Least one thinks that teeth are only good for eating and smiling, Tanya Smith, an associate professor of evolutionary biology at Harvard University, has found that microscopic examination of teeth can help one determine the age of the person from whom the tooth came from.This groundbreaking research has allowed her to prove that our earliest ancestors, the Neanderthals, developed faster and had shorter childhoods than early humans.
She explains – “Teeth have rhythms inside them that are very precise, regular, and consistent, like rings in tree trunks. And like tree rings, they can show you how long the organism has been growing – but on an even finer scale. Children’s teeth lay down a mineralized record of growth eery day. Your entire childhood is recorded in your teeth.”

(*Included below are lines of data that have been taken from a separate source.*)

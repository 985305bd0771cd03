//! Canonical model record and the closed enumerations it is built from.

mod info;
mod kind;
mod provider;

pub use info::ModelInfo;
pub use kind::{ModelFeature, ModelType};
pub use provider::ModelProvider;
//! Test-only helpers shared by the unit tests.

use std::collections::VecDeque;
use std::sync::Mutex;

use async_trait::async_trait;

use crate::http::{HttpClient, HttpRequest, HttpResponse};

/// Replays queued responses in order and records every request it receives.
pub(crate) struct MockHttpClient {
    responses: Mutex<VecDeque<HttpResponse>>,
    fail_with: Option<String>,
    requests: Mutex<Vec<HttpRequest>>,
}

impl MockHttpClient {
    pub(crate) fn new(responses: Vec<HttpResponse>) -> Self {
        Self {
            responses: Mutex::new(responses.into()),
            fail_with: None,
            requests: Mutex::new(Vec::new()),
        }
    }

    /// Every request fails at the transport level.
    pub(crate) fn failing(reason: &str) -> Self {
        Self {
            responses: Mutex::new(VecDeque::new()),
            fail_with: Some(reason.to_string()),
            requests: Mutex::new(Vec::new()),
        }
    }

    pub(crate) fn calls(&self) -> usize {
        self.requests.lock().unwrap().len()
    }

    pub(crate) fn requests(&self) -> Vec<HttpRequest> {
        self.requests.lock().unwrap().clone()
    }
}

#[async_trait]
impl HttpClient for MockHttpClient {
    async fn send(&self, request: HttpRequest) -> Result<HttpResponse, String> {
        self.requests.lock().unwrap().push(request);
        if let Some(reason) = &self.fail_with {
            return Err(reason.clone());
        }
        self.responses
            .lock()
            .unwrap()
            .pop_front()
            .ok_or_else(|| "no more mock responses".to_string())
    }
}
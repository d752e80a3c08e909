use std::collections::{HashSet, VecDeque};
use std::sync::Arc;

use futures::stream::{self, StreamExt};
use parking_lot::RwLock;

use crate::linked_data::{Cid, CodecError, Node};
use crate::lock::Lock;
use crate::store::{DagStore, DagStoreError, Datastore, DatastoreError};

use super::codec::{PinSetError, SetConfig};
use super::mode::{PinMode, PinReason, PinStatus};
use super::set::PinSet;

/// Well-known datastore key holding the durable root record pointer.
pub const PINS_ROOT_KEY: &str = "/local/pins";

const DIRECT_SET: &str = "direct";
const RECURSIVE_SET: &str = "recursive";

/// Upper bound on simultaneous subtree walks during indirect-pin
///  queries, so one query cannot fan out unboundedly against the store.
const MAX_WALK_CONCURRENCY: usize = 300;

#[derive(Debug, thiserror::Error)]
pub enum PinError {
    #[error("invalid pin type: {0}")]
    InvalidPinType(String),
    #[error("pin set error: {0}")]
    Set(#[from] PinSetError),
    #[error("dag store error: {0}")]
    Dag(#[from] DagStoreError),
    #[error("datastore error: {0}")]
    Datastore(#[from] DatastoreError),
    #[error("codec error: {0}")]
    Codec(#[from] CodecError),
    #[error("invalid pin root record: {0}")]
    InvalidRoot(#[from] ipld_core::cid::Error),
}

/// Orchestrates the direct and recursive pin sets behind the public
/// query/mutation API.
///
/// All mutations are serialized by the write side of the repo lock and
/// persist a fresh root record whenever either set changed. A fresh
/// pinner operates on empty sets until [`Pinner::load`] runs; that is the
/// "no pins yet" state, not an error.
///
/// If a store error interrupts a mutation the in-memory mirrors may be
/// ahead of durable state. There is no rollback: callers must treat the
/// pinner as suspect and call [`Pinner::load`] to resynchronize from
/// durable truth before trusting further reads.
pub struct Pinner {
    lock: Lock,
    direct: PinSet,
    recursive: PinSet,
    dag: Arc<dyn DagStore>,
    repo: Arc<dyn Datastore>,
    root: RwLock<Option<Cid>>,
}

impl Pinner {
    pub fn new(dag: Arc<dyn DagStore>, repo: Arc<dyn Datastore>) -> Result<Self, PinError> {
        Self::with_config(dag, repo, SetConfig::default())
    }

    pub fn with_config(
        dag: Arc<dyn DagStore>,
        repo: Arc<dyn Datastore>,
        config: SetConfig,
    ) -> Result<Self, PinError> {
        let direct = PinSet::new(DIRECT_SET, dag.clone(), config)?;
        let recursive = PinSet::new(RECURSIVE_SET, dag.clone(), config)?;
        Ok(Self {
            lock: Lock::new("pins"),
            direct,
            recursive,
            dag,
            repo,
            root: RwLock::new(None),
        })
    }

    /// Cid of the last persisted root record, if any.
    pub fn root(&self) -> Option<Cid> {
        *self.root.read()
    }

    pub fn direct_keys(&self) -> Vec<Cid> {
        self.direct.keys()
    }

    pub fn recursive_keys(&self) -> Vec<Cid> {
        self.recursive.keys()
    }

    /// Pin keys directly: the keys themselves are retained, not what they
    ///  link to. Keys already holding the stronger recursive pin stay
    ///  where they are.
    pub async fn add_direct(&self, keys: &[Cid]) -> Result<(), PinError> {
        let _guard = self.lock.write().await;
        let keys: Vec<Cid> = keys
            .iter()
            .filter(|key| !self.recursive.has(key))
            .copied()
            .collect();
        if keys.is_empty() {
            return Ok(());
        }
        tracing::info!(count = keys.len(), "pin add (direct)");
        if self.direct.add_all(&keys).await? {
            self.flush_root().await?;
        }
        Ok(())
    }

    /// Pin keys recursively: each key and everything reachable from it is
    ///  retained. Evicts the keys from the direct set so no key is ever
    ///  counted in both.
    pub async fn add_recursive(&self, keys: &[Cid]) -> Result<(), PinError> {
        let _guard = self.lock.write().await;
        tracing::info!(count = keys.len(), "pin add (recursive)");
        let (added, evicted) = futures::try_join!(
            self.recursive.add_all(keys),
            self.direct.remove_all(keys)
        )?;
        if added || evicted {
            self.flush_root().await?;
        }
        Ok(())
    }

    /// Unpin keys. With recursive intent a key present in the recursive
    ///  set is removed from there; all other keys target the direct set.
    pub async fn remove(&self, keys: &[Cid], recursive: bool) -> Result<(), PinError> {
        let _guard = self.lock.write().await;
        let mut from_recursive = Vec::new();
        let mut from_direct = Vec::new();
        for key in keys {
            if recursive && self.recursive.has(key) {
                from_recursive.push(*key);
            } else {
                from_direct.push(*key);
            }
        }
        tracing::info!(
            recursive = from_recursive.len(),
            direct = from_direct.len(),
            "pin rm"
        );
        let (removed_r, removed_d) = futures::try_join!(
            self.recursive.remove_all(&from_recursive),
            self.direct.remove_all(&from_direct)
        )?;
        if removed_r || removed_d {
            self.flush_root().await?;
        }
        Ok(())
    }

    pub async fn is_pinned(&self, key: &Cid) -> Result<PinStatus, PinError> {
        self.is_pinned_with_type(key, PinMode::All).await
    }

    /// Classify `key` under the requested type filter.
    ///
    /// Direct and recursive checks are in-memory lookups; only the
    ///  indirect branch takes the read lock and walks the DAG under every
    ///  recursively pinned root.
    pub async fn is_pinned_with_type(
        &self,
        key: &Cid,
        mode: PinMode,
    ) -> Result<PinStatus, PinError> {
        if matches!(mode, PinMode::Recursive | PinMode::All) && self.recursive.has(key) {
            return Ok(PinStatus::pinned(PinReason::Recursive));
        }
        if mode == PinMode::Recursive {
            return Ok(PinStatus::not_pinned());
        }

        if matches!(mode, PinMode::Direct | PinMode::All) && self.direct.has(key) {
            return Ok(PinStatus::pinned(PinReason::Direct));
        }
        if mode == PinMode::Direct {
            return Ok(PinStatus::not_pinned());
        }

        // hold the read lock so the recursive set cannot shift underneath
        // a long search
        let _guard = self.lock.read().await;
        let roots = self.recursive.keys();
        let mut searches = stream::iter(roots.into_iter().map(|root| {
            let dag = self.dag.clone();
            let key = *key;
            async move {
                has_descendant(dag.as_ref(), root, &key)
                    .await
                    .map(|found| (root, found))
            }
        }))
        .buffer_unordered(MAX_WALK_CONCURRENCY);

        while let Some(result) = searches.next().await {
            let (root, found) = result?;
            if found {
                return Ok(PinStatus::pinned(PinReason::Indirect { via: root }));
            }
        }
        Ok(PinStatus::not_pinned())
    }

    /// Every key retained only because it is reachable from some
    ///  recursively pinned root. Keys that are themselves recursive pins
    ///  are reported under their own mode, never here.
    pub async fn indirect_keys(&self) -> Result<HashSet<Cid>, PinError> {
        let _guard = self.lock.read().await;
        let roots = self.recursive.keys();
        let mut keys = HashSet::new();

        let mut walks = stream::iter(roots.iter().map(|root| {
            let dag = self.dag.clone();
            let root = *root;
            async move { dag.get_recursive(&root).await }
        }))
        .buffer_unordered(MAX_WALK_CONCURRENCY);
        while let Some(reachable) = walks.next().await {
            for (cid, _) in reachable? {
                keys.insert(cid);
            }
        }
        drop(walks);

        for root in &roots {
            keys.remove(root);
        }
        Ok(keys)
    }

    /// Read the root record and replace both mirrors with durable state.
    ///  An absent record means "no pins yet" and leaves both sets empty.
    pub async fn load(&self) -> Result<(), PinError> {
        let _guard = self.lock.write().await;
        let Some(raw) = self.repo.get(PINS_ROOT_KEY).await? else {
            tracing::debug!("no pin root record, starting with empty pin sets");
            self.direct.clear();
            self.recursive.clear();
            *self.root.write() = None;
            return Ok(());
        };
        let root_cid = Cid::try_from(raw.as_slice())?;
        let root = self.dag.get(&root_cid).await?;
        futures::try_join!(self.direct.load(&root), self.recursive.load(&root))?;
        *self.root.write() = Some(root_cid);
        tracing::info!(
            root = %root_cid,
            direct = self.direct.len(),
            recursive = self.recursive.len(),
            "loaded pin state"
        );
        Ok(())
    }

    /// Every Cid that is part of the pin machinery itself: the root
    ///  record, both sets' roots and bucket nodes, and the well-known
    ///  empty node. Garbage collection must never reap these.
    pub async fn internal_blocks(&self) -> Result<HashSet<Cid>, PinError> {
        let _guard = self.lock.write().await;
        let mut blocks = HashSet::from([*self.direct.empty_cid()]);
        if let Some(root) = *self.root.read() {
            blocks.insert(root);
        }
        let (direct, recursive) = futures::try_join!(
            self.direct.internal_blocks(),
            self.recursive.internal_blocks()
        )?;
        blocks.extend(direct);
        blocks.extend(recursive);
        Ok(blocks)
    }

    async fn flush_root(&self) -> Result<Cid, PinError> {
        let (direct_link, recursive_link) =
            futures::try_join!(self.direct.save(), self.recursive.save())?;
        let record = Node::new(Vec::new(), vec![direct_link, recursive_link]);
        let cid = self.dag.put(&record).await?;
        self.repo.put(PINS_ROOT_KEY, cid.to_bytes()).await?;
        *self.root.write() = Some(cid);
        tracing::debug!(root = %cid, "persisted pin root record");
        Ok(cid)
    }
}

/// Breadth-first search for `key` among everything reachable from `root`.
async fn has_descendant(dag: &dyn DagStore, root: Cid, key: &Cid) -> Result<bool, PinError> {
    let mut seen = HashSet::new();
    let mut queue = VecDeque::from([root]);
    while let Some(next) = queue.pop_front() {
        if !seen.insert(next) {
            continue;
        }
        let node = dag.get(&next).await?;
        for link in node.links() {
            if link.target() == key {
                return Ok(true);
            }
            queue.push_back(*link.target());
        }
    }
    Ok(false)
}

So chew on this -, one can estimate (with a high degree of accuracy) the age of a child or even adult simply by looking at their teeth (with some help from a powerful synchotron microscope), and counting the number of ‘microscopic rings’ found within the tooth. In fact, Professor Smith says that there is a line, called the ‘birth certificate’ which can be used as a marker for the day of birth, and henceforth reconstruct the age of an individual by using this ‘birth certificate’ line as a starting point. And unlike in the past, where one would have to section (or slice open) a tooth in order to look inside, this newer x-ray imaging technique allows scientists to peer inside teeth without physically slicing pieces from them.
So possibly, sometime in the near future, if we wanted to to determine the exact age of a child, we may be calling Harvard and asking to borrow their synchotron microscope. Or we could just ask their parents as long as they aren’t Neanderthals.